■ **TASK TO CARRY OUT**: The answer should consist of all the records, copied exactly.

[Records from a data collection]
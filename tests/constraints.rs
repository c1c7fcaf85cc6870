//! Constraint creation through the operations facade, duplicates included.

use cibkit::constraints::{LocationTarget, Options, ResourceSetSpec};
use cibkit::{Config, Document, Error, ReportList, ReportMessage, Severity, locator, operations};
use pretty_assertions::assert_eq;

fn init() {
    let _ = env_logger::builder().is_test(true).try_init();
}

fn doc() -> Document {
    Document::parse(
        r#"<cib><configuration>
             <resources>
               <primitive id="A"/>
               <primitive id="B"/>
               <clone id="C"><primitive id="CA"/></clone>
             </resources>
             <constraints/>
           </configuration></cib>"#,
    )
    .unwrap()
}

fn options(pairs: &[(&str, &str)]) -> Options {
    pairs
        .iter()
        .map(|(k, v)| ((*k).to_string(), (*v).to_string()))
        .collect()
}

fn expect_reports(result: cibkit::Result<ReportList>) -> ReportList {
    match result {
        Err(Error::Reports(reports)) => reports,
        Err(err) => panic!("expected reports, got {err}"),
        Ok(reports) => panic!("expected failure, got {reports:?}"),
    }
}

fn duplicate_ids(reports: &ReportList) -> Vec<String> {
    reports
        .iter()
        .find_map(|item| match &item.message {
            ReportMessage::DuplicateConstraintsExist { constraint_ids } => {
                Some(constraint_ids.clone())
            }
            _ => None,
        })
        .unwrap_or_default()
}

#[test]
fn test_colocation_sets_duplicate() {
    init();
    let mut doc = doc();
    let config = Config::default();
    let sets = [ResourceSetSpec::new(["A", "B"])];

    let reports =
        operations::create_colocation_with_sets(&mut doc, &sets, &Options::new(), &config)
            .unwrap();
    assert!(reports.is_empty());
    assert!(locator::exists(&doc, "pcs_rsc_colocation_set_AABB"));

    let before = doc.clone();
    let reports = expect_reports(operations::create_colocation_with_sets(
        &mut doc,
        &sets,
        &options(&[("score", "100")]),
        &config,
    ));
    assert_eq!(duplicate_ids(&reports), vec!["pcs_rsc_colocation_set_AABB"]);
    assert_eq!(doc, before);

    // set membership order matters
    let reversed = [ResourceSetSpec::new(["B", "A"])];
    operations::create_colocation_with_sets(&mut doc, &reversed, &Options::new(), &config)
        .unwrap();
}

#[test]
fn test_allowed_duplicate_is_a_warning() {
    init();
    let mut doc = doc();
    let mut config = Config::default();
    operations::create_order(&mut doc, "A", "B", &Options::new(), &config).unwrap();

    config.constraints.allow_duplicates = true;
    let reports = operations::create_order(
        &mut doc,
        "A",
        "B",
        &options(&[("first-action", "promote")]),
        &config,
    )
    .unwrap();

    assert_eq!(reports.len(), 1);
    let item = reports.iter().next().unwrap();
    assert_eq!(item.severity, Severity::Warning);
    assert_eq!(duplicate_ids(&reports), vec!["order-A-B-mandatory"]);
    let section = locator::constraints_section(&doc).unwrap();
    assert_eq!(doc.children(section).len(), 2);
}

#[test]
fn test_plain_colocation_either_direction() {
    init();
    let mut doc = doc();
    let config = Config::default();
    operations::create_colocation(&mut doc, "A", "B", &Options::new(), &config).unwrap();

    let reports = expect_reports(operations::create_colocation(
        &mut doc,
        "B",
        "A",
        &options(&[("score", "-INFINITY")]),
        &config,
    ));
    assert_eq!(duplicate_ids(&reports), vec!["colocation-A-B-INFINITY"]);
}

#[test]
fn test_ticket_role_spellings_duplicate() {
    init();
    let mut doc = doc();
    let config = Config::default();
    operations::create_ticket(&mut doc, "T", "A", &options(&[("rsc-role", "Master")]), &config)
        .unwrap();

    let reports = expect_reports(operations::create_ticket(
        &mut doc,
        "T",
        "A",
        &options(&[("rsc-role", "promoted")]),
        &config,
    ));
    assert_eq!(duplicate_ids(&reports), vec!["ticket-T-A-Promoted"]);

    operations::create_ticket(&mut doc, "T", "A", &Options::new(), &config).unwrap();
}

#[test]
fn test_location_rule_whitespace_duplicate() {
    init();
    let mut doc = doc();
    let config = Config::default();
    let target = LocationTarget::Resource("A".to_string());
    operations::create_location_with_rule(
        &mut doc,
        &target,
        "#uname eq node1 or defined pingd",
        &Options::new(),
        &Options::new(),
        &config,
    )
    .unwrap();

    let reports = expect_reports(operations::create_location_with_rule(
        &mut doc,
        &target,
        "#uname   eq  node1    or defined   pingd",
        &Options::new(),
        &options(&[("score", "10")]),
        &config,
    ));
    assert_eq!(duplicate_ids(&reports), vec!["location-A"]);

    operations::create_location_with_rule(
        &mut doc,
        &target,
        "#uname eq node2",
        &Options::new(),
        &Options::new(),
        &config,
    )
    .unwrap();
}

#[test]
fn test_add_rule_duplicating_other_location() {
    init();
    let mut doc = Document::parse(
        r#"<cib><configuration>
             <resources><primitive id="A"/></resources>
             <constraints>
               <rsc_location id="L1" rsc="A">
                 <rule id="L1-rule" score="INFINITY">
                   <expression id="L1-rule-expr" attribute="pingd" operation="defined"/>
                 </rule>
               </rsc_location>
               <rsc_location id="L2" rsc="A" node="n1" score="100"/>
             </constraints>
           </configuration></cib>"#,
    )
    .unwrap();
    let before = doc.clone();
    let config = Config::default();

    let reports = expect_reports(operations::add_rule_to_location(
        &mut doc,
        "L2",
        "defined pingd",
        &Options::new(),
        &config,
    ));
    assert_eq!(duplicate_ids(&reports), vec!["L1"]);
    assert_eq!(doc, before);

    operations::add_rule_to_location(&mut doc, "L2", "not_defined pingd", &Options::new(), &config)
        .unwrap();
    let l2 = locator::find_by_id(&doc, "L2")[0];
    assert_eq!(doc.attr(l2, "node"), None);
    assert!(locator::exists(&doc, "L2-rule"));
}

#[test]
fn test_multi_instance_override_from_config_file() {
    init();
    let mut doc = doc();

    let reports = expect_reports(operations::create_colocation(
        &mut doc,
        "CA",
        "B",
        &Options::new(),
        &Config::default(),
    ));
    let item = reports.errors().next().unwrap();
    assert!(matches!(
        &item.message,
        ReportMessage::ResourceForConstraintIsMultiinstance { parent_id, .. } if parent_id == "C"
    ));
    assert!(reports.to_json().unwrap().contains("RESOURCE_FOR_CONSTRAINT_IS_MULTIINSTANCE"));

    let dir = tempfile::tempdir().unwrap();
    let path = dir.path().join("cibkit.toml");
    std::fs::write(&path, "[constraints]\nallow_multi_instance = true\n").unwrap();
    let config = Config::load_from(&path).unwrap();

    let reports =
        operations::create_colocation(&mut doc, "CA", "B", &Options::new(), &config).unwrap();
    assert_eq!(reports.len(), 1);
    assert!(!reports.has_errors());
    assert!(locator::exists(&doc, "colocation-CA-B-INFINITY"));
}

#[test]
fn test_custom_set_prefix() {
    init();
    let mut doc = doc();
    let config = Config::from_toml_str("[ids]\nset_constraint_prefix = \"cib\"\n").unwrap();
    let sets = [
        ResourceSetSpec::new(["A"]).with_option("sequential", "false"),
        ResourceSetSpec::new(["B"]).with_option("action", "Start"),
    ];
    operations::create_order_with_sets(&mut doc, &sets, &options(&[("kind", "optional")]), &config)
        .unwrap();

    let created = locator::find_by_id(&doc, "cib_rsc_order_set_AABB")[0];
    assert_eq!(doc.attr(created, "kind"), Some("Optional"));
    let sets = doc.children(created);
    assert_eq!(doc.attr(sets[0], "sequential"), Some("false"));
    assert_eq!(doc.attr(sets[1], "action"), Some("start"));
}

■ **RESPONSE TO THIS TASK**:
filename tests/constraints.rs
repository c1c7fcaf85cc6870
//! Constraint creation through the operations facade, duplicates included.

use cibkit::constraints::{LocationTarget, Options, ResourceSetSpec};
use cibkit::{Config, Document, Error, ReportList, ReportMessage, Severity, locator, operations};
use pretty_assertions::assert_eq;

fn init() {
    let _ = env_logger::builder().is_test(true).try_init();
}

fn doc() -> Document {
    Document::parse(
        r#"<cib><configuration>
             <resources>
               <primitive id="A"/>
               <primitive id="B"/>
               <clone id="C"><primitive id="CA"/></clone>
             </resources>
             <constraints/>
           </configuration></cib>"#,
    )
    .unwrap()
}

fn options(pairs: &[(&str, &str)]) -> Options {
    pairs
        .iter()
        .map(|(k, v)| ((*k).to_string(), (*v).to_string()))
        .collect()
}

fn expect_reports(result: cibkit::Result<ReportList>) -> ReportList {
    match result {
        Err(Error::Reports(reports)) => reports,
        Err(err) => panic!("expected reports, got {err}"),
        Ok(reports) => panic!("expected failure, got {reports:?}"),
    }
}

fn duplicate_ids(reports: &ReportList) -> Vec<String> {
    reports
        .iter()
        .find_map(|item| match &item.message {
            ReportMessage::DuplicateConstraintsExist { constraint_ids } => {
                Some(constraint_ids.clone())
            }
            _ => None,
        })
        .unwrap_or_default()
}

#[test]
fn test_colocation_sets_duplicate() {
    init();
    let mut doc = doc();
    let config = Config::default();
    let sets = [ResourceSetSpec::new(["A", "B"])];

    let reports =
        operations::create_colocation_with_sets(&mut doc, &sets, &Options::new(), &config)
            .unwrap();
    assert!(reports.is_empty());
    assert!(locator::exists(&doc, "pcs_rsc_colocation_set_AABB"));

    let before = doc.clone();
    let reports = expect_reports(operations::create_colocation_with_sets(
        &mut doc,
        &sets,
        &options(&[("score", "100")]),
        &config,
    ));
    assert_eq!(duplicate_ids(&reports), vec!["pcs_rsc_colocation_set_AABB"]);
    assert_eq!(doc, before);

    // set membership order matters
    let reversed = [ResourceSetSpec::new(["B", "A"])];
    operations::create_colocation_with_sets(&mut doc, &reversed, &Options::new(), &config)
        .unwrap();
}

#[test]
fn test_allowed_duplicate_is_a_warning() {
    init();
    let mut doc = doc();
    let mut config = Config::default();
    operations::create_order(&mut doc, "A", "B", &Options::new(), &config).unwrap();

    config.constraints.allow_duplicates = true;
    let reports = operations::create_order(
        &mut doc,
        "A",
        "B",
        &options(&[("first-action", "promote")]),
        &config,
    )
    .unwrap();

    assert_eq!(reports.len(), 1);
    let item = reports.iter().next().unwrap();
    assert_eq!(item.severity, Severity::Warning);
    assert_eq!(duplicate_ids(&reports), vec!["order-A-B-mandatory"]);
    let section = locator::constraints_section(&doc).unwrap();
    assert_eq!(doc.children(section).len(), 2);
}

#[test]
fn test_plain_colocation_either_direction() {
    init();
    let mut doc = doc();
    let config = Config::default();
    operations::create_colocation(&mut doc, "A", "B", &Options::new(), &config).unwrap();

    let reports = expect_reports(operations::create_colocation(
        &mut doc,
        "B",
        "A",
        &options(&[("score", "-INFINITY")]),
        &config,
    ));
    assert_eq!(duplicate_ids(&reports), vec!["colocation-A-B-INFINITY"]);
}

#[test]
fn test_ticket_role_spellings_duplicate() {
    init();
    let mut doc = doc();
    let config = Config::default();
    operations::create_ticket(&mut doc, "T", "A", &options(&[("rsc-role", "Master")]), &config)
        .unwrap();

    let reports = expect_reports(operations::create_ticket(
        &mut doc,
        "T",
        "A",
        &options(&[("rsc-role", "promoted")]),
        &config,
    ));
    assert_eq!(duplicate_ids(&reports), vec!["ticket-T-A-Promoted"]);

    operations::create_ticket(&mut doc, "T", "A", &Options::new(), &config).unwrap();
}

#[test]
fn test_location_rule_whitespace_duplicate() {
    init();
    let mut doc = doc();
    let config = Config::default();
    let target = LocationTarget::Resource("A".to_string());
    operations::create_location_with_rule(
        &mut doc,
        &target,
        "#uname eq node1 or defined pingd",
        &Options::new(),
        &Options::new(),
        &config,
    )
    .unwrap();

    let reports = expect_reports(operations::create_location_with_rule(
        &mut doc,
        &target,
        "#uname   eq  node1    or defined   pingd",
        &Options::new(),
        &options(&[("score", "10")]),
        &config,
    ));
    assert_eq!(duplicate_ids(&reports), vec!["location-A"]);

    operations::create_location_with_rule(
        &mut doc,
        &target,
        "#uname eq node2",
        &Options::new(),
        &Options::new(),
        &config,
    )
    .unwrap();
}

#[test]
fn test_add_rule_duplicating_other_location() {
    init();
    let mut doc = Document::parse(
        r#"<cib><configuration>
             <resources><primitive id="A"/></resources>
             <constraints>
               <rsc_location id="L1" rsc="A">
                 <rule id="L1-rule" score="INFINITY">
                   <expression id="L1-rule-expr" attribute="pingd" operation="defined"/>
                 </rule>
               </rsc_location>
               <rsc_location id="L2" rsc="A" node="n1" score="100"/>
             </constraints>
           </configuration></cib>"#,
    )
    .unwrap();
    let before = doc.clone();
    let config = Config::default();

    let reports = expect_reports(operations::add_rule_to_location(
        &mut doc,
        "L2",
        "defined pingd",
        &Options::new(),
        &config,
    ));
    assert_eq!(duplicate_ids(&reports), vec!["L1"]);
    assert_eq!(doc, before);

    operations::add_rule_to_location(&mut doc, "L2", "not_defined pingd", &Options::new(), &config)
        .unwrap();
    let l2 = locator::find_by_id(&doc, "L2")[0];
    assert_eq!(doc.attr(l2, "node"), None);
    assert!(locator::exists(&doc, "L2-rule"));
}

#[test]
fn test_multi_instance_override_from_config_file() {
    init();
    let mut doc = doc();

    let reports = expect_reports(operations::create_colocation(
        &mut doc,
        "CA",
        "B",
        &Options::new(),
        &Config::default(),
    ));
    let item = reports.errors().next().unwrap();
    assert!(matches!(
        &item.message,
        ReportMessage::ResourceForConstraintIsMultiinstance { parent_id, .. } if parent_id == "C"
    ));
    assert!(reports.to_json().unwrap().contains("RESOURCE_FOR_CONSTRAINT_IS_MULTIINSTANCE"));

    let dir = tempfile::tempdir().unwrap();
    let path = dir.path().join("cibkit.toml");
    std::fs::write(&path, "[constraints]\nallow_multi_instance = true\n").unwrap();
    let config = Config::load_from(&path).unwrap();

    let reports =
        operations::create_colocation(&mut doc, "CA", "B", &Options::new(), &config).unwrap();
    assert_eq!(reports.len(), 1);
    assert!(!reports.has_errors());
    assert!(locator::exists(&doc, "colocation-CA-B-INFINITY"));
}

#[test]
fn test_custom_set_prefix() {
    init();
    let mut doc = doc();
    let config = Config::from_toml_str("[ids]\nset_constraint_prefix = \"cib\"\n").unwrap();
    let sets = [
        ResourceSetSpec::new(["A"]).with_option("sequential", "false"),
        ResourceSetSpec::new(["B"]).with_option("action", "Start"),
    ];
    operations::create_order_with_sets(&mut doc, &sets, &options(&[("kind", "optional")]), &config)
        .unwrap();

    let created = locator::find_by_id(&doc, "cib_rsc_order_set_AABB")[0];
    assert_eq!(doc.attr(created, "kind"), Some("Optional"));
    let sets = doc.children(created);
    assert_eq!(doc.attr(sets[0], "sequential"), Some("false"));
    assert_eq!(doc.attr(sets[1], "action"), Some("start"));
}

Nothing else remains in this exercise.